Today's project: refactor sgdr

jeremy · April 16, 2018, 3:02am

I’ve got a rather timely project request if anyone happens to have time in the next 24 hours or so - might be suitable for someone like @sgugger who is already familiar with fastai.sgdr.

The project is to refactor and extend the sgdr/clr stuff into a new class called “OptimScheduler” so that you can, in the most general version, pass a list to each param in the constructor, where each list is equal to the number of “epoch groups”. And the params are basically everything that you could want to change in an optimizer. This is easiest to explain with examples I think!

For instance say you want:

10 epochs of rmsprop, lr linearly increasing from lr=0.1 to lr=1.0, and constant weight decay of 1e-3, and linearly decreasing momentum from 0.95 to 0.85, then:
20 epochs of adam, lr decreasing from 0.5 to 0.1 with cosine annealing, and constant weight decay of 1e04, and beta equal to (0.9,0.99), you’d pass:

[epochs = (10,20), opt_fn=(optim.rmsprop,optim.adam),
    lr=((0.1,1.0), (0.5,0.1)), lr_decay=(decay.linear,decay.cosine),
    momentum=((0.95,0.85), 0.9), momentum_decay=(decay.linear, None),
    beta2=(None,0.99)]

Note that I’ve mapped beta1 for adam to momentum since that’s really what it is, and it simplifies the API. Then beta2 of course maps to the 2nd param of adam’s beta. Stuff that’s not relevant is just None (eg decay, if there’s no decay wanted in that epoch group).

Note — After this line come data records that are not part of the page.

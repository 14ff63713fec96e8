//! CLI command definitions and handlers

use clap::{Args, Subcommand, ValueEnum};
use std::path::PathBuf;
use std::sync::Arc;
use tracing::info;

use crate::core::client::HttpEngine;
use crate::core::config::{CatalogConfig, ServerSettings};
use crate::core::engine::TranslationEngine;
use crate::core::models::CharLimit;
use crate::core::validator::RawTranslateInput;
use crate::server::api::ErrorResponse;
use crate::service::dispatch::Dispatcher;
use crate::testing::EchoEngine;

/// Which engine runs the models
#[derive(ValueEnum, Clone, Copy, Debug, PartialEq, Eq)]
pub enum EngineKind {
    /// Remote model endpoint (TRANSLATE_API_* env vars)
    Http,
    /// Echo the input tagged with the model id, for local testing
    Echo,
}

/// Catalog and engine selection shared by several commands
#[derive(Args, Debug, Clone)]
pub struct CatalogArgs {
    /// Catalog file with languages and models (YAML, JSON or TOML)
    #[arg(long, env = "CATALOG_PATH")]
    pub catalog: Option<PathBuf>,

    /// Translation engine
    #[arg(long, value_enum, default_value_t = EngineKind::Http, env = "TRANSLATE_ENGINE")]
    pub engine: EngineKind,

    /// Set character limit (-1 for no limit)
    #[arg(long, default_value_t = -1, allow_negative_numbers = true, env = "CHAR_LIMIT")]
    pub char_limit: i64,
}

impl CatalogArgs {
    fn engine(&self) -> anyhow::Result<Arc<dyn TranslationEngine>> {
        let engine: Arc<dyn TranslationEngine> = match self.engine {
            EngineKind::Http => Arc::new(HttpEngine::from_env()?),
            EngineKind::Echo => Arc::new(EchoEngine::default()),
        };
        Ok(engine)
    }

    /// Load the catalog and wire the dispatcher
    pub fn dispatcher(&self) -> anyhow::Result<Dispatcher> {
        let catalog = CatalogConfig::load(self.catalog.as_deref())?;
        let char_limit = CharLimit::from_raw(self.char_limit)?;
        let engine = self.engine()?;
        info!("Using {} engine", engine.name());
        Ok(Dispatcher::from_catalog(&catalog, engine, char_limit)?)
    }
}

/// Commands for Translate Gateway
#[derive(Subcommand, Debug)]
pub enum Commands {
    /// Start HTTP API server
    Serve {
        /// Hostname
        #[arg(long, default_value = "127.0.0.1", env = "HOST")]
        host: String,

        /// Port
        #[arg(short, long, default_value_t = 5000, env = "PORT")]
        port: u16,

        /// Set maximum number of requests per hour per client (-1 for no limit)
        #[arg(long, default_value_t = -1, allow_negative_numbers = true, env = "REQ_LIMIT")]
        req_limit: i64,

        /// Rate-limit by the first X-Forwarded-For hop (only behind a trusted reverse proxy)
        #[arg(long, env = "TRUST_PROXY")]
        trust_proxy: bool,

        /// Enable Google Analytics on the landing page by providing an ID
        #[arg(long, env = "GOOGLE_ANALYTICS")]
        google_analytics: Option<String>,

        #[command(flatten)]
        catalog: CatalogArgs,
    },

    /// Print the supported languages as JSON
    Languages {
        #[command(flatten)]
        catalog: CatalogArgs,
    },

    /// Translate a single text and print the result
    Translate {
        /// Text to translate
        #[arg(short, long)]
        q: String,

        /// Source language code
        #[arg(short, long)]
        source: String,

        /// Target language code
        #[arg(short, long)]
        target: String,

        #[command(flatten)]
        catalog: CatalogArgs,
    },

    /// Print the OpenAPI document
    Spec {
        /// Emit YAML instead of JSON
        #[arg(long)]
        yaml: bool,
    },
}

/// Handle server command
pub async fn handle_serve(
    host: String,
    port: u16,
    req_limit: i64,
    trust_proxy: bool,
    google_analytics: Option<String>,
    catalog: CatalogArgs,
) -> anyhow::Result<()> {
    use crate::server::api::run_server;

    let settings = ServerSettings::from_raw(host, port, req_limit, trust_proxy, google_analytics)?;
    let dispatcher = catalog.dispatcher()?;

    let address = settings.display_address();
    info!("Starting HTTP server on {}", address);
    println!("🚀 Server starting on http://{}", address);
    println!("📊 API Documentation: http://{}/docs", address);
    println!("📄 OpenAPI spec: http://{}/spec", address);

    run_server(dispatcher, settings).await?;

    Ok(())
}

/// Handle languages command
pub async fn handle_languages(catalog: CatalogArgs) -> anyhow::Result<()> {
    let dispatcher = catalog.dispatcher()?;
    println!("{}", serde_json::to_string_pretty(&dispatcher.languages())?);
    Ok(())
}

/// Handle translate command
pub async fn handle_translate(
    q: String,
    source: String,
    target: String,
    catalog: CatalogArgs,
) -> anyhow::Result<()> {
    let dispatcher = catalog.dispatcher()?;

    match dispatcher.dispatch(RawTranslateInput::new(&q, &source, &target)).await {
        Ok(translated) => {
            println!("{}", translated);
            Ok(())
        }
        Err(e) => {
            let envelope = ErrorResponse { error: e.to_string() };
            eprintln!("{}", serde_json::to_string(&envelope)?);
            anyhow::bail!("translation failed with status {}", e.status_code())
        }
    }
}

/// Handle spec command
pub async fn handle_spec(yaml: bool) -> anyhow::Result<()> {
    use crate::server::docs::ApiDoc;
    use utoipa::OpenApi;

    let doc = ApiDoc::openapi();
    let rendered = if yaml {
        serde_yaml::to_string(&doc)?
    } else {
        serde_json::to_string_pretty(&doc)?
    };
    println!("{}", rendered);

    Ok(())
}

So then with this you should be able to implement SGDR, CLR, and 1cycle all by simply specifying appropriate parameter lists.

The reason I’m keen to have this ASAP is for imagenet training, where the best approaches tend to suggest using rmsprop with linear annealing for a bit, then nesterov momentum sgd with a stepped decay schedule for the rest. It’s awkward to do this with our current approach, and it would be nice to be able to experiment easily with extensions of this.

An extra step which would be really helpful: for each epoch group, also be able to specify a different ModelData object. That way we can call set_data at the start of each group to gradually increase the size of images being used. Now of course set_data is part of Learner, and we don’t model.fit to have to know about fastai.learner, so probably the best way to do this is add an on_epochgroup_start callback to OptimScheduler where we can then do whatever stuff we like.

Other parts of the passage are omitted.